King did do the best he could. The style is sometimes teeth gritting (if I had one penny for every time he used the construction 'he would' instead of a plain past tense, I could probably buy the Taj Mahal), and the way he extrapolates conclusions about O'Brian's life from the Aubrey/Maturin novels made me so restless I could hardly sit in my chair at times, but he did do his best with no cooperation from the principal and sporadic from other sources. I don't think King has the kind of intuition that a great biographer needs.
Tolstoy, partisanship notwithstanding, might. Tolstoy resists the impulse, so far, of hammering King for small errors, acknowledging that King could not get access to the crucial papers and people who might have set the record straight, due to O'Brian's fanatical devotion to altering or indeed hiding his past. So far the deviating details are quite small, the main thrust is roughly the same, but it's still interesting reading. The Tolstoy tends to be ponderous, repeating quotes and points over and over though they are relatively minor. But I'm enjoying it for the fascinating bits of insight, even when I don't always agree with some of his conclusions. Like when he and King both go on about how O'Brian was sickly as a kid, yet they cannot pinpoint any specific illnesses, so they decide either he was wheezy or else lying. Yet one of the quotes Tolstoy makes is O'Brian's rueful assertion that he did try to sit to the Dartmouth exam at thirteen, with an eye to getting into the navy, but (I paraphrase since someone dropped the book and all my markers fell out) he didn't pass as he had too few teeth, a rotten spine, and no brains. Well, by thirteen one has adult teeth already, therefore was it possible he suffered from the sort of excruciating toothache problems that plagued Charlotte Bronte and L.M.Montgomery from very early ages? That would account for a lot of lying about feeling miserable--but in those days toothache was so common no one much mentions it, except in passing as one of life's ills. Another, they go on and on about whether or not he had formal tutors, when the word (I believe, though I could be wrong) could conceivably extend to brothers or his father.

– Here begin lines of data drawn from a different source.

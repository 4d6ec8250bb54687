//! Withdrawal / Payout Coordinator
//!
//! Sends GSALT out of the wallet to a bank account through the payout
//! provider.
//!
//! # Flow
//!
//! ```text
//! validate destination ──► hold (debit) + PENDING ──► submit disbursement
//!                                    │                       │
//!                                    │        rejected ──► FAILED (refund)
//!                                    │        timeout  ──► stays PENDING
//!                                    ▼
//!                     webhook / status poll ──► COMPLETED | FAILED | CANCELLED
//! ```
//!
//! Funds are only released on an explicit provider rejection or a reported
//! FAILED/CANCELLED status, never on a timeout.

pub mod coordinator;

pub use coordinator::{WithdrawalCoordinator, WithdrawalReceipt};
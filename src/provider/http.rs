//! HTTP provider clients (JSON over reqwest, bearer API key)

use async_trait::async_trait;
use chrono::{DateTime, Utc};
use reqwest::{Client, RequestBuilder, StatusCode};
use rust_decimal::Decimal;
use serde::de::DeserializeOwned;
use serde::{Deserialize, Serialize};
use std::time::Duration;
use tracing::{debug, warn};

use super::{
    BankAccountInfo, Charge, ChargeRequest, Disbursement, DisbursementRequest, DisbursementStatus,
    PaymentGateway, PayoutProvider, ProviderError,
};
use crate::ledger::TransactionId;

/// Shared JSON client with a bounded request timeout
#[derive(Clone)]
struct JsonClient {
    client: Client,
    base_url: String,
    api_key: String,
}

impl JsonClient {
    fn new(base_url: &str, api_key: &str, timeout: Duration) -> Result<Self, ProviderError> {
        let client = Client::builder()
            .timeout(timeout)
            .build()
            .map_err(|e| ProviderError::Unavailable(format!("failed to build client: {}", e)))?;
        Ok(Self {
            client,
            base_url: base_url.trim_end_matches('/').to_string(),
            api_key: api_key.to_string(),
        })
    }

    fn url(&self, path: &str) -> String {
        format!("{}{}", self.base_url, path)
    }

    async fn send<R: DeserializeOwned>(&self, request: RequestBuilder) -> Result<R, ProviderError> {
        let response = request
            .bearer_auth(&self.api_key)
            .send()
            .await
            .map_err(map_transport_error)?;

        let status = response.status();
        if status.is_success() {
            return response
                .json::<R>()
                .await
                .map_err(|e| ProviderError::InvalidResponse(e.to_string()));
        }

        let body = response.text().await.unwrap_or_default();
        debug!(status = %status, body = %body, "Provider returned error status");
        Err(map_status_error(status, body))
    }

    async fn post<B: Serialize + ?Sized, R: DeserializeOwned>(
        &self,
        path: &str,
        body: &B,
        idempotency_key: Option<&str>,
    ) -> Result<R, ProviderError> {
        let mut request = self.client.post(self.url(path)).json(body);
        if let Some(key) = idempotency_key {
            request = request.header("Idempotency-Key", key);
        }
        self.send(request).await
    }

    async fn get<R: DeserializeOwned>(
        &self,
        path: &str,
        query: &[(&str, &str)],
    ) -> Result<R, ProviderError> {
        self.send(self.client.get(self.url(path)).query(query)).await
    }
}

fn map_transport_error(e: reqwest::Error) -> ProviderError {
    if e.is_timeout() {
        ProviderError::Timeout
    } else {
        warn!(error = %e, "Provider transport error");
        ProviderError::Unavailable(e.to_string())
    }
}

fn map_status_error(status: StatusCode, body: String) -> ProviderError {
    if status == StatusCode::NOT_FOUND {
        ProviderError::NotFound(body)
    } else if status == StatusCode::REQUEST_TIMEOUT || status == StatusCode::GATEWAY_TIMEOUT {
        ProviderError::Timeout
    } else if status == StatusCode::TOO_MANY_REQUESTS || status.is_server_error() {
        ProviderError::Unavailable(format!("{}: {}", status, body))
    } else {
        ProviderError::Rejected(format!("{}: {}", status, body))
    }
}

// ============================================================================
// Payment gateway
// ============================================================================

#[derive(Serialize)]
struct InvoiceBody<'a> {
    external_id: String,
    amount: Decimal,
    currency: &'a str,
    payment_method: &'a str,
    #[serde(skip_serializing_if = "Option::is_none")]
    description: Option<&'a str>,
}

#[derive(Deserialize)]
struct InvoiceResponse {
    id: String,
    #[serde(default)]
    invoice_url: Option<String>,
}

pub struct HttpPaymentGateway {
    client: JsonClient,
}

impl HttpPaymentGateway {
    pub fn new(base_url: &str, api_key: &str, timeout: Duration) -> Result<Self, ProviderError> {
        Ok(Self {
            client: JsonClient::new(base_url, api_key, timeout)?,
        })
    }
}

#[async_trait]
impl PaymentGateway for HttpPaymentGateway {
    async fn create_charge(&self, req: &ChargeRequest) -> Result<Charge, ProviderError> {
        let external_id = req.reference.to_string();
        let body = InvoiceBody {
            external_id: external_id.clone(),
            amount: req.amount,
            currency: &req.currency,
            payment_method: &req.payment_method,
            description: req.description.as_deref(),
        };
        let invoice: InvoiceResponse = self
            .client
            .post("/v2/invoices", &body, Some(&external_id))
            .await?;
        Ok(Charge {
            provider_payment_id: invoice.id,
            checkout_url: invoice.invoice_url,
        })
    }
}

// ============================================================================
// Payout provider
// ============================================================================

#[derive(Serialize)]
struct InquiryBody<'a> {
    bank_code: &'a str,
    account_number: &'a str,
}

#[derive(Deserialize)]
struct InquiryResponse {
    bank_code: String,
    account_number: String,
    account_holder_name: String,
    #[serde(default = "default_true")]
    is_valid: bool,
}

fn default_true() -> bool {
    true
}

#[derive(Serialize)]
struct DisbursementBody<'a> {
    external_id: String,
    amount: Decimal,
    currency: &'a str,
    bank_code: &'a str,
    account_number: &'a str,
    account_holder_name: &'a str,
    #[serde(skip_serializing_if = "Option::is_none")]
    description: Option<&'a str>,
}

#[derive(Deserialize)]
struct DisbursementResponse {
    id: String,
    status: String,
    #[serde(default)]
    failure_code: Option<String>,
    #[serde(default)]
    updated: Option<DateTime<Utc>>,
}

pub struct HttpPayoutProvider {
    client: JsonClient,
}

impl HttpPayoutProvider {
    pub fn new(base_url: &str, api_key: &str, timeout: Duration) -> Result<Self, ProviderError> {
        Ok(Self {
            client: JsonClient::new(base_url, api_key, timeout)?,
        })
    }
}

#[async_trait]
impl PayoutProvider for HttpPayoutProvider {
    async fn validate_bank_account(
        &self,
        bank_code: &str,
        account_number: &str,
    ) -> Result<BankAccountInfo, ProviderError> {
        let body = InquiryBody {
            bank_code,
            account_number,
        };
        let inquiry: InquiryResponse = match self
            .client
            .post("/bank_account_inquiry", &body, None)
            .await
        {
            Ok(inquiry) => inquiry,
            Err(ProviderError::NotFound(msg)) => return Err(ProviderError::Rejected(msg)),
            Err(e) => return Err(e),
        };

        if !inquiry.is_valid {
            return Err(ProviderError::Rejected(format!(
                "account {} at {} is not valid",
                account_number, bank_code
            )));
        }
        Ok(BankAccountInfo {
            bank_code: inquiry.bank_code,
            account_number: inquiry.account_number,
            account_holder: inquiry.account_holder_name,
        })
    }

    async fn submit_disbursement(
        &self,
        req: &DisbursementRequest,
    ) -> Result<Disbursement, ProviderError> {
        let external_id = req.reference.to_string();
        let body = DisbursementBody {
            external_id: external_id.clone(),
            amount: req.amount,
            currency: &req.currency,
            bank_code: &req.bank_code,
            account_number: &req.account_number,
            account_holder_name: &req.recipient_name,
            description: req.description.as_deref(),
        };
        let response: DisbursementResponse = self
            .client
            .post("/disbursements", &body, Some(&external_id))
            .await?;
        Ok(Disbursement {
            provider_payment_id: response.id,
            status: response.status,
        })
    }

    async fn disbursement_status(
        &self,
        reference: TransactionId,
    ) -> Result<DisbursementStatus, ProviderError> {
        let external_id = reference.to_string();
        let response: DisbursementResponse = self
            .client
            .get("/disbursements", &[("external_id", external_id.as_str())])
            .await?;
        Ok(DisbursementStatus {
            provider_payment_id: response.id,
            status: response.status,
            failure_reason: response.failure_code,
            updated_at: response.updated,
        })
    }
}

Nevertheless. This is all the early years, and the really painful years, when he was reinventing himself and shunning his family, supposedly come in the next. This one seems to set up just what an emotional wreck he was, making his achievements in literature the more amazing...but as for the truth about some of the mysteries surrounding his later life, well, Tolstoy himself quotes Johnson's famous remark:
...most accounts of particular persons are barren and useless. If a life be delayed till interest and envy are at an end, we may hope for impartiality, but must expect little intelligence; for the incidents which give excellence to biography are of a volatile and evanescent kind, such as soon escape the memory, and are rarely transmitted by tradition.
To which can be added, as the editors of L.M. Montgomery's papers pointed out in private letters to people asking why the publication of the journals was so slow, that sometimes you had to wait until controversial figures were dead. In which, of course, secrets--the real stories behind fraughtful interactions--die with them.